[Saved entries]

====

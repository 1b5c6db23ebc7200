//! Headless Agent 运行时
//!
//! 对外只有一个请求操作 handle_message：跑一次对话工作流，返回回复文本、成功标志与诊断上下文。
//! 鉴权由注入的 SessionStore 完成（handle_authenticated），HTTP 等外层协议不在这里。

use std::collections::{BTreeMap, BTreeSet, HashMap};
use std::sync::Arc;
use std::time::{Duration, Instant};

use serde::Serialize;
use tokio::sync::Mutex;

use crate::config::{AppConfig, SessionSection};
use crate::core::{CoreError, Result};
use crate::graph::GraphStore;
use crate::llm::{create_llm_from_config, LlmClient};
use crate::memory::{MemoryCoordinator, ShortTermPolicy, ShortTermStore, SqliteLongTerm};
use crate::session::{create_session_store, SessionStore};
use crate::workflow::{
    BackgroundWrites, ConversationSteps, EngineLimits, Retriever, RunOutcome, StepOptions, TaskKind,
    TaskState, WorkflowEngine, WorkflowStatus,
};

/// 致命失败时返回给用户的固定文本，内部错误只写日志
pub const GENERIC_ERROR_MESSAGE: &str = "Sorry, something went wrong while processing your message.";

/// 一次调用的诊断信息（不含在用户回复里）
#[derive(Debug, Clone, Serialize)]
pub struct DiagnosticContext {
    pub workflow_id: String,
    pub status: WorkflowStatus,
    pub round: u64,
    pub tasks: BTreeMap<TaskKind, TaskState>,
    pub memory_context: String,
    pub rag_context: String,
    pub kg_context: String,
    pub error: Option<String>,
}

impl DiagnosticContext {
    fn from_outcome(outcome: &RunOutcome) -> Self {
        Self {
            workflow_id: outcome.workflow_id.clone(),
            status: outcome.status,
            round: outcome.state.round,
            tasks: outcome.tasks.clone(),
            memory_context: outcome.state.memory_context.clone(),
            rag_context: outcome.state.rag_context.clone(),
            kg_context: outcome.state.kg_context.clone(),
            error: outcome.error.as_ref().map(ToString::to_string),
        }
    }
}

#[derive(Debug)]
pub struct Reply {
    pub assistant_text: String,
    pub success: bool,
    pub diagnostic_context: DiagnosticContext,
    /// 后台写任务（持久化记忆、知识抽取）的句柄
    pub background: BackgroundWrites,
}

/// 单个会话的轮次计数
#[derive(Debug)]
struct RoundCounter {
    /// 已成功完成的最大轮次
    committed: u64,
    /// 已分配、尚未结束的轮次
    in_flight: BTreeSet<u64>,
    last_active: Instant,
}

impl RoundCounter {
    fn new() -> Self {
        Self {
            committed: 0,
            in_flight: BTreeSet::new(),
            last_active: Instant::now(),
        }
    }

    /// 下一轮次 = max(已完成, 进行中) + 1
    fn reserve(&mut self) -> u64 {
        let latest = self.in_flight.last().copied().unwrap_or(0);
        let round = self.committed.max(latest) + 1;
        self.in_flight.insert(round);
        self.last_active = Instant::now();
        round
    }

    /// 失败的轮次只释放，不计入 committed
    fn finish(&mut self, round: u64, success: bool) {
        self.in_flight.remove(&round);
        if success {
            self.committed = self.committed.max(round);
        }
        self.last_active = Instant::now();
    }

    fn is_idle(&self, idle_ttl: Duration) -> bool {
        self.in_flight.is_empty() && self.last_active.elapsed() >= idle_ttl
    }
}

pub struct Agent {
    engine: WorkflowEngine,
    memory: Arc<MemoryCoordinator>,
    graph: Arc<GraphStore>,
    sessions: Arc<dyn SessionStore>,
    rounds: Mutex<HashMap<String, RoundCounter>>,
    /// 计数器闲置超过该时长后可被清理（与会话 TTL 一致）
    round_idle_ttl: Duration,
}

impl Agent {
    pub fn new(
        engine: WorkflowEngine,
        memory: Arc<MemoryCoordinator>,
        graph: Arc<GraphStore>,
        sessions: Arc<dyn SessionStore>,
    ) -> Self {
        Self {
            engine,
            memory,
            graph,
            sessions,
            rounds: Mutex::new(HashMap::new()),
            round_idle_ttl: Duration::from_secs(SessionSection::default().ttl_secs),
        }
    }

    pub fn with_round_idle_ttl(mut self, ttl: Duration) -> Self {
        self.round_idle_ttl = ttl;
        self
    }

    /// 按配置组装：短期记忆（SQLite 不可用时降级）、长期记忆、知识图谱、LLM、会话存储
    pub fn from_config(cfg: &AppConfig, retriever: Arc<dyn Retriever>) -> Result<Self> {
        let policy = ShortTermPolicy {
            capacity: cfg.memory.short_term_capacity,
            ttl: cfg.memory.ttl(),
        };
        let short_term = match &cfg.memory.short_term_db {
            Some(path) => ShortTermStore::open_or_fallback(path, policy),
            None => ShortTermStore::in_memory(policy),
        };
        let long_term = Arc::new(SqliteLongTerm::open(&cfg.memory.long_term_db)?);
        let memory = Arc::new(
            MemoryCoordinator::new(short_term, long_term)
                .with_threshold(cfg.memory.importance_threshold)?,
        );
        let graph = Arc::new(GraphStore::open(&cfg.graph.db_path)?);
        let llm = create_llm_from_config(cfg);
        Self::assemble(cfg, memory, graph, llm, retriever, create_session_store(&cfg.session))
    }

    /// 用已构建好的组件组装（测试注入 Mock LLM 与内存存储）
    pub fn assemble(
        cfg: &AppConfig,
        memory: Arc<MemoryCoordinator>,
        graph: Arc<GraphStore>,
        llm: Arc<dyn LlmClient>,
        retriever: Arc<dyn Retriever>,
        sessions: Arc<dyn SessionStore>,
    ) -> Result<Self> {
        let steps = ConversationSteps::new(
            memory.clone(),
            retriever,
            llm,
            graph.clone(),
            Duration::from_secs(cfg.workflow.tool_timeout_secs),
            StepOptions::from(&cfg.workflow),
        );
        let engine = WorkflowEngine::new(Arc::new(steps), EngineLimits::from(&cfg.workflow))
            .map_err(|e| CoreError::Validation(e.to_string()))?;
        Ok(Self::new(engine, memory, graph, sessions)
            .with_round_idle_ttl(Duration::from_secs(cfg.session.ttl_secs)))
    }

    pub fn memory(&self) -> &Arc<MemoryCoordinator> {
        &self.memory
    }

    pub fn graph(&self) -> &Arc<GraphStore> {
        &self.graph
    }

    pub fn sessions(&self) -> &Arc<dyn SessionStore> {
        &self.sessions
    }

    pub async fn handle_message(&self, user_id: &str, session_id: &str, text: &str) -> Reply {
        let round = self
            .rounds
            .lock()
            .await
            .entry(session_id.to_string())
            .or_insert_with(RoundCounter::new)
            .reserve();

        let outcome = self.engine.run(user_id, session_id, text, round).await;
        let diagnostic_context = DiagnosticContext::from_outcome(&outcome);
        if let Some(counter) = self.rounds.lock().await.get_mut(session_id) {
            counter.finish(round, outcome.is_success());
        }

        if !outcome.is_success() {
            let error = outcome
                .error
                .clone()
                .unwrap_or_else(|| CoreError::Generation("workflow did not complete".into()));
            tracing::error!(
                user_id,
                session_id,
                workflow_id = %outcome.workflow_id,
                error = %error,
                "conversation workflow failed"
            );
            // 输入校验错误可以原样告知用户
            let assistant_text = if error.is_user_facing() {
                error.to_string()
            } else {
                GENERIC_ERROR_MESSAGE.to_string()
            };
            return Reply {
                assistant_text,
                success: false,
                diagnostic_context,
                background: outcome.background,
            };
        }

        let assistant_text = outcome
            .state
            .assistant_reply()
            .map(|t| t.content.clone())
            .unwrap_or_default();
        tracing::info!(user_id, session_id, round, "exchange completed");

        Reply {
            assistant_text,
            success: true,
            diagnostic_context,
            background: outcome.background,
        }
    }

    /// 先解析会话令牌并刷新过期时间，再处理消息
    pub async fn handle_authenticated(&self, token: &str, text: &str) -> Result<Reply> {
        let session = self
            .sessions
            .resolve(token)
            .await?
            .ok_or_else(|| CoreError::NotFound("session token is unknown or expired".into()))?;
        self.sessions.touch(token).await?;
        Ok(self
            .handle_message(&session.user_id, &session.session_id, text)
            .await)
    }

    /// 注销会话并丢弃其轮次计数；返回令牌是否存在
    pub async fn end_session(&self, token: &str) -> Result<bool> {
        if let Some(session) = self.sessions.resolve(token).await? {
            self.rounds.lock().await.remove(&session.session_id);
        }
        self.sessions.revoke(token).await
    }

    /// 清理过期会话，并丢弃闲置超过会话 TTL 的轮次计数；返回删除的会话数
    pub async fn cleanup_expired_sessions(&self) -> Result<usize> {
        let removed = self.sessions.cleanup_expired().await?;
        let mut rounds = self.rounds.lock().await;
        let before = rounds.len();
        rounds.retain(|_, counter| !counter.is_idle(self.round_idle_ttl));
        let pruned = before - rounds.len();
        if pruned > 0 {
            tracing::debug!(pruned, "idle round counters dropped");
        }
        Ok(removed)
    }

    /// 当前跟踪轮次的会话数
    pub async fn tracked_sessions(&self) -> usize {
        self.rounds.lock().await.len()
    }
}

#[cfg(test)]
mod tests {
    use super::*;
    use crate::llm::{MockLlmClient, MockReply};
    use crate::session::InMemorySessionStore;
    use crate::workflow::StaticRetriever;

    fn agent(llm: Arc<MockLlmClient>) -> Agent {
        agent_with(llm, &AppConfig::default())
    }

    fn agent_with(llm: Arc<MockLlmClient>, cfg: &AppConfig) -> Agent {
        let memory = Arc::new(MemoryCoordinator::new(
            ShortTermStore::in_memory(ShortTermPolicy::default()),
            Arc::new(SqliteLongTerm::open_in_memory().unwrap()),
        ));
        Agent::assemble(
            cfg,
            memory,
            Arc::new(GraphStore::open_in_memory().unwrap()),
            llm,
            Arc::new(StaticRetriever::default()),
            Arc::new(InMemorySessionStore::new(Duration::from_secs(cfg.session.ttl_secs))),
        )
        .unwrap()
    }

    #[test]
    fn test_round_counter_reservations() {
        let mut counter = RoundCounter::new();
        assert_eq!(counter.reserve(), 1);
        assert_eq!(counter.reserve(), 2);
        counter.finish(2, true);
        counter.finish(1, false);
        assert_eq!(counter.reserve(), 3);
        counter.finish(3, false);
        assert_eq!(counter.reserve(), 3);
        assert!(!counter.is_idle(Duration::ZERO));
        counter.finish(3, true);
        assert!(counter.is_idle(Duration::ZERO));
        assert!(!counter.is_idle(Duration::from_secs(3600)));
    }

    #[tokio::test]
    async fn test_concurrent_messages_get_distinct_rounds() {
        let llm = Arc::new(MockLlmClient::new().with_delay(Duration::from_millis(50)));
        let agent = agent(llm);

        let (a, b) = tokio::join!(
            agent.handle_message("alice", "s1", "one"),
            agent.handle_message("alice", "s1", "two"),
        );
        assert!(a.success && b.success);
        let mut rounds = vec![a.diagnostic_context.round, b.diagnostic_context.round];
        rounds.sort();
        assert_eq!(rounds, vec![1, 2]);
        a.background.wait().await;
        b.background.wait().await;

        let third = agent.handle_message("alice", "s1", "three").await;
        assert_eq!(third.diagnostic_context.round, 3);
        third.background.wait().await;

        // 其他会话独立计数
        let other = agent.handle_message("alice", "s2", "hi").await;
        assert_eq!(other.diagnostic_context.round, 1);
        other.background.wait().await;
    }

    #[tokio::test]
    async fn test_round_counters_are_dropped_with_sessions() {
        let agent = agent(Arc::new(MockLlmClient::new()));
        let session = agent.sessions().create("bob").await.unwrap();
        let reply = agent.handle_authenticated(&session.token, "hello").await.unwrap();
        reply.background.wait().await;
        assert_eq!(agent.tracked_sessions().await, 1);

        assert!(agent.end_session(&session.token).await.unwrap());
        assert_eq!(agent.tracked_sessions().await, 0);
        assert!(agent.sessions().resolve(&session.token).await.unwrap().is_none());
        assert!(!agent.end_session(&session.token).await.unwrap());
    }

    #[tokio::test]
    async fn test_cleanup_drops_idle_round_counters() {
        let mut cfg = AppConfig::default();
        cfg.session.ttl_secs = 0;
        let agent = agent_with(Arc::new(MockLlmClient::new()), &cfg);
        agent.sessions().create("carol").await.unwrap();

        let reply = agent.handle_message("carol", "s1", "hello").await;
        assert_eq!(reply.diagnostic_context.round, 1);
        reply.background.wait().await;

        assert_eq!(agent.cleanup_expired_sessions().await.unwrap(), 1);
        assert_eq!(agent.tracked_sessions().await, 0);
        let reply = agent.handle_message("carol", "s1", "again").await;
        assert_eq!(reply.diagnostic_context.round, 1);
        reply.background.wait().await;
    }

    #[tokio::test]
    async fn test_rounds_advance_on_success_only() {
        let llm = Arc::new(MockLlmClient::with_replies(vec![
            MockReply::Text("kg".into()),
            MockReply::Text("first".into()),
            MockReply::Text("nothing to store".into()),
            MockReply::Text("kg".into()),
            MockReply::Fail("provider down".into()),
        ]));
        let agent = agent(llm);

        let reply = agent.handle_message("alice", "s1", "hello").await;
        assert!(reply.success);
        assert_eq!(reply.assistant_text, "first");
        assert_eq!(reply.diagnostic_context.round, 1);
        reply.background.wait().await;

        let reply = agent.handle_message("alice", "s1", "again").await;
        assert!(!reply.success);
        assert_eq!(reply.assistant_text, GENERIC_ERROR_MESSAGE);
        assert_eq!(reply.diagnostic_context.round, 2);
        assert!(reply.diagnostic_context.error.is_some());

        // 失败的轮次不计数
        let reply = agent.handle_message("alice", "s1", "third").await;
        assert_eq!(reply.diagnostic_context.round, 2);
    }

    #[tokio::test]
    async fn test_empty_message_is_reported() {
        let agent = agent(Arc::new(MockLlmClient::new()));
        let reply = agent.handle_message("alice", "s1", "   ").await;
        assert!(!reply.success);
        assert!(reply.assistant_text.starts_with("Validation error"));
    }

    #[tokio::test]
    async fn test_authenticated_requests() {
        let agent = agent(Arc::new(MockLlmClient::new()));
        let session = agent.sessions().create("bob").await.unwrap();

        let reply = agent.handle_authenticated(&session.token, "hi there").await.unwrap();
        assert!(reply.success);
        assert_eq!(reply.assistant_text, "Echo from Mock: hi there");
        reply.background.wait().await;

        assert!(matches!(
            agent.handle_authenticated("bogus", "hi").await,
            Err(CoreError::NotFound(_))
        ));
    }
}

====

■ What to produce
Looking at the entries, work out how many lines hold the word "Mutex". Give the number and nothing else.

■ Task result
3